En la actualidad alrededor de 7.000 millones de personas habitan nuestro planeta. Unas cifras inconmensurables que sólo trascienden en los medios con el cumplimiento de las profecías cada tanto. Sin embargo, se dejan de lado otras estimaciones como el envejecimiento de la población, que predicen pasaremos de un 7,6% de la población global en edades adultas a cerca de un 13,5%, para el año 2020.

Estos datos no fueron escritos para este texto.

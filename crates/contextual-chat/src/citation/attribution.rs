//! Citation attribution post-processing
//!
//! Turns a finished model answer plus its grounding attributions into an
//! answer annotated with `[n]` markers and an ordered, deduplicated list of
//! cited sources. Citation numbers follow the first-seen order of source URLs
//! among the attributions.
//!
//! Locating a span is a linear scan per attribution that restarts from the
//! beginning of the text, so the cost is O(text length x attributions). That
//! is fine for chat-sized answers and is left unoptimized.

use once_cell::sync::Lazy;
use regex::Regex;
use std::collections::{HashMap, HashSet};

use crate::types::grounding::{CitationEntry, GroundingAttribution, GroundingChunk};

/// Text following a span that is already annotated: optional whitespace then `[digits]`
static EXISTING_MARKER: Lazy<Regex> =
    Lazy::new(|| Regex::new(r"^\s*\[[0-9]+\]").expect("marker pattern is valid"));

/// Annotated answer and the numbered sources it cites
#[derive(Debug, Clone, Default, PartialEq, Eq)]
pub struct ProcessedAnswer {
    pub processed_text: String,
    /// Entry `i` is citation number `i + 1`
    pub sources: Vec<CitationEntry>,
}

/// Why an attribution contributes nothing
#[derive(Debug, Clone, Copy, PartialEq, Eq)]
pub enum SkipReason {
    MissingContent,
    MissingChunkIndex,
    ChunkIndexOutOfRange,
    MissingUri,
}

/// Result of validating one attribution against the chunk list
#[derive(Debug, Clone, PartialEq, Eq)]
pub enum AttributionDecision<'a> {
    Cite { content: String, url: &'a str },
    Skip(SkipReason),
}

impl<'a> AttributionDecision<'a> {
    /// Validate an attribution once, at the boundary
    pub fn resolve(attribution: &GroundingAttribution, chunks: &'a [GroundingChunk]) -> Self {
        let Some(content) = attribution.content_text() else {
            return Self::Skip(SkipReason::MissingContent);
        };
        let Some(index) = attribution.chunk_index() else {
            return Self::Skip(SkipReason::MissingChunkIndex);
        };
        let Some(chunk) = usize::try_from(index).ok().and_then(|i| chunks.get(i)) else {
            return Self::Skip(SkipReason::ChunkIndexOutOfRange);
        };
        match chunk.uri() {
            Some(url) => Self::Cite { content, url },
            None => Self::Skip(SkipReason::MissingUri),
        }
    }
}

#[derive(Debug)]
struct Insertion {
    offset: usize,
    marker: String,
}

/// Annotate `full_text` with citation markers derived from `attributions`
///
/// Without attributions or without chunks, the text is returned unchanged and
/// the sources are the distinct chunk URIs in first-seen order.
pub fn process_attributions(
    full_text: &str,
    attributions: &[GroundingAttribution],
    chunks: &[GroundingChunk],
) -> ProcessedAnswer {
    if attributions.is_empty() || chunks.is_empty() {
        return ProcessedAnswer {
            processed_text: full_text.to_string(),
            sources: unique_chunk_sources(chunks),
        };
    }

    let mut url_to_citation: HashMap<&str, usize> = HashMap::new();
    let mut cited: Vec<Option<CitationEntry>> = Vec::new();
    let mut insertions: Vec<Insertion> = Vec::new();

    for (position, attribution) in attributions.iter().enumerate() {
        let (content, url) = match AttributionDecision::resolve(attribution, chunks) {
            AttributionDecision::Cite { content, url } => (content, url),
            AttributionDecision::Skip(reason) => {
                tracing::trace!("Skipping attribution {}: {:?}", position, reason);
                continue;
            }
        };

        let number = match url_to_citation.get(url) {
            Some(&number) => number,
            None => {
                let number = url_to_citation.len() + 1;
                url_to_citation.insert(url, number);
                if cited.len() < number {
                    cited.resize(number, None);
                }
                cited[number - 1] = Some(CitationEntry::success(url));
                number
            }
        };

        match find_unmarked(full_text, &content) {
            Some(offset) => insertions.push(Insertion {
                offset,
                marker: format!(" [{}]", number),
            }),
            None => tracing::trace!(
                "Attribution {} has no unmarked match for citation [{}]",
                position,
                number
            ),
        }
    }

    let processed_text = apply_insertions(full_text, insertions);
    let sources: Vec<CitationEntry> = cited.into_iter().flatten().collect();

    tracing::debug!(
        "Processed {} attributions into {} citations",
        attributions.len(),
        sources.len()
    );

    ProcessedAnswer {
        processed_text,
        sources,
    }
}

/// Distinct chunk URIs in first-seen order
pub fn unique_chunk_sources(chunks: &[GroundingChunk]) -> Vec<CitationEntry> {
    let mut seen = HashSet::new();
    chunks
        .iter()
        .filter_map(GroundingChunk::uri)
        .filter(|uri| seen.insert(*uri))
        .map(CitationEntry::success)
        .collect()
}

/// Offset just past the first occurrence of `content` not already followed by a marker
fn find_unmarked(text: &str, content: &str) -> Option<usize> {
    let mut from = 0;
    while from <= text.len() {
        let start = from + text[from..].find(content)?;
        let end = start + content.len();
        if !EXISTING_MARKER.is_match(&text[end..]) {
            return Some(end);
        }
        from = start + text[start..].chars().next().map_or(1, char::len_utf8);
    }
    None
}

/// Apply insertions from the highest offset down so earlier offsets stay valid
fn apply_insertions(text: &str, mut insertions: Vec<Insertion>) -> String {
    // Stable: equal offsets keep input order, so later ones land in front.
    insertions.sort_by(|a, b| b.offset.cmp(&a.offset));

    let mut result = text.to_string();
    for insertion in &insertions {
        result.insert_str(insertion.offset, &insertion.marker);
    }
    result
}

Esto equivale a decir que pasaremos de 516 millones de personas mayores a cerca de 1.000 millones en poco menos de una década. Un impacto que tendrá lugar sobre todo en países desarrollados y que se fundamenta en el retiro laboral masivo de la generación de los “baby boomers”. Una huella generacional que perdurará más allá de los adelantos tecnológicos y sociales que se han alcanzado, trascendiendo en la forma de organización social del trabajo, los servicios sociales y asistenciales; y las medidas de jubilación que todas estas personas esperan obtener.

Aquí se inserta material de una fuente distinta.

//! Conversations and the chat session driving them

pub mod session;

use serde::{Deserialize, Serialize};
use std::collections::{HashMap, HashSet};

use crate::types::ChatMessage;

pub use session::ChatSession;

/// Messages of every conversation, keyed by URL group id
#[derive(Debug, Clone, Default, PartialEq, Serialize, Deserialize)]
#[serde(transparent)]
pub struct Conversations {
    by_group: HashMap<String, Vec<ChatMessage>>,
}

impl Conversations {
    pub fn is_empty(&self) -> bool {
        self.by_group.is_empty()
    }

    /// Messages of one group, oldest first
    pub fn messages(&self, group_id: &str) -> &[ChatMessage] {
        self.by_group
            .get(group_id)
            .map(Vec::as_slice)
            .unwrap_or(&[])
    }

    pub fn push(&mut self, group_id: &str, message: ChatMessage) {
        self.by_group
            .entry(group_id.to_string())
            .or_default()
            .push(message);
    }

    pub fn message_mut(&mut self, group_id: &str, message_id: &str) -> Option<&mut ChatMessage> {
        self.by_group
            .get_mut(group_id)?
            .iter_mut()
            .find(|m| m.id == message_id)
    }

    /// Drop a group's conversation; returns whether there was one
    pub fn clear(&mut self, group_id: &str) -> bool {
        self.by_group.remove(group_id).is_some()
    }

    /// Keep only conversations of the given groups; returns how many were dropped
    pub fn retain_groups<'a>(&mut self, group_ids: impl IntoIterator<Item = &'a str>) -> usize {
        let keep: HashSet<&str> = group_ids.into_iter().collect();
        let before = self.by_group.len();
        self.by_group.retain(|id, _| keep.contains(id.as_str()));
        before - self.by_group.len()
    }
}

Las advertencias de los estudios recientes señalan que viviremos más, sin lugar a dudas gracias a los adelantos referidos a la calidad de vida, educación, acceso a la sanidad y fuentes de alimentación garantizadas en ciertas poblaciones. No obstante, la preocupación recae sobre cómo viviremos esos años de más que hemos conseguido en el empeño de nuestra evolutiva longevidad.

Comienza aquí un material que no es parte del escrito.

//! Prompt templates for URL-grounded chat

/// Suggestion returned when a group has no URLs yet
pub const EMPTY_GROUP_SUGGESTION: &str = "Add some URLs to get topic suggestions.";

/// Prompt builder for grounded queries
pub struct PromptBuilder;

impl PromptBuilder {
    /// Append the knowledge base URLs to the user prompt
    pub fn with_url_context(prompt: &str, urls: &[String]) -> String {
        if urls.is_empty() {
            return prompt.to_string();
        }
        format!("{}\n\nRelevant URLs for context:\n{}", prompt, urls.join("\n"))
    }

    /// Ask for quick-start questions about the documents behind `urls`
    pub fn suggestions(urls: &[String]) -> String {
        format!(
            "Based on the content of the following documentation URLs, provide 3-4 concise and actionable questions a developer might ask to explore these documents. These questions should be suitable as quick-start prompts.\n\nRelevant URLs:\n{}",
            urls.join("\n")
        )
    }
}

#[cfg(test)]
mod tests {
    use super::*;

    #[test]
    fn test_prompt_without_urls_is_unchanged() {
        assert_eq!(PromptBuilder::with_url_context("What is X?", &[]), "What is X?");
    }

    #[test]
    fn test_prompt_lists_urls() {
        let urls = vec!["https://a.com".to_string(), "https://b.com".to_string()];
        assert_eq!(
            PromptBuilder::with_url_context("What is X?", &urls),
            "What is X?\n\nRelevant URLs for context:\nhttps://a.com\nhttps://b.com"
        );
    }

    #[test]
    fn test_suggestions_prompt_ends_with_urls() {
        let urls = vec!["https://a.com".to_string()];
        let prompt = PromptBuilder::suggestions(&urls);
        assert!(prompt.starts_with("Based on the content"));
        assert!(prompt.ends_with("Relevant URLs:\nhttps://a.com"));
    }
}
//! Grounded model trait

use async_trait::async_trait;
use futures::stream::BoxStream;

use crate::error::Result;
use crate::types::grounding::GenerateContentResponse;

/// Stream of response frames for one answer
pub type ResponseStream = BoxStream<'static, Result<GenerateContentResponse>>;

/// A model that answers prompts grounded on a set of URLs
///
/// Implementations:
/// - `GeminiClient`: Gemini API with the URL context tool
#[async_trait]
pub trait GroundedModel: Send + Sync {
    /// Start streaming an answer to `prompt` using `urls` as context
    async fn stream_with_url_context(&self, prompt: &str, urls: &[String]) -> Result<ResponseStream>;

    /// Quick-start questions about the documents behind `urls`
    async fn initial_suggestions(&self, urls: &[String]) -> Result<Vec<String>>;

    /// Get provider name for logging
    fn name(&self) -> &str;

    /// Get the model being used
    fn model(&self) -> &str;
}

La probabilidad de contraer una discapacidad a lo largo de la vida, aumenta considerablemente y más aún a partir de la edad adulta a entenderse a partir de los 45 años. Una edad concebida para el desarrollo profesional en el que se alcanzarán las mayores metas, en el que se cosecharán los mejores frutos de la experiencia conseguida a lo largo de la vida laboral. Con esta previsión, la adversidad de una discapacidad permanente o temporal puede llevar al trasto estos planes, si la sociedad en la que se habite no cuenta con medidas favorecedoras para la integración social de la discapacidad; y más aún, de las personas mayores que desean seguir contribuyendo a la sociedad con su trabajo y conocimiento.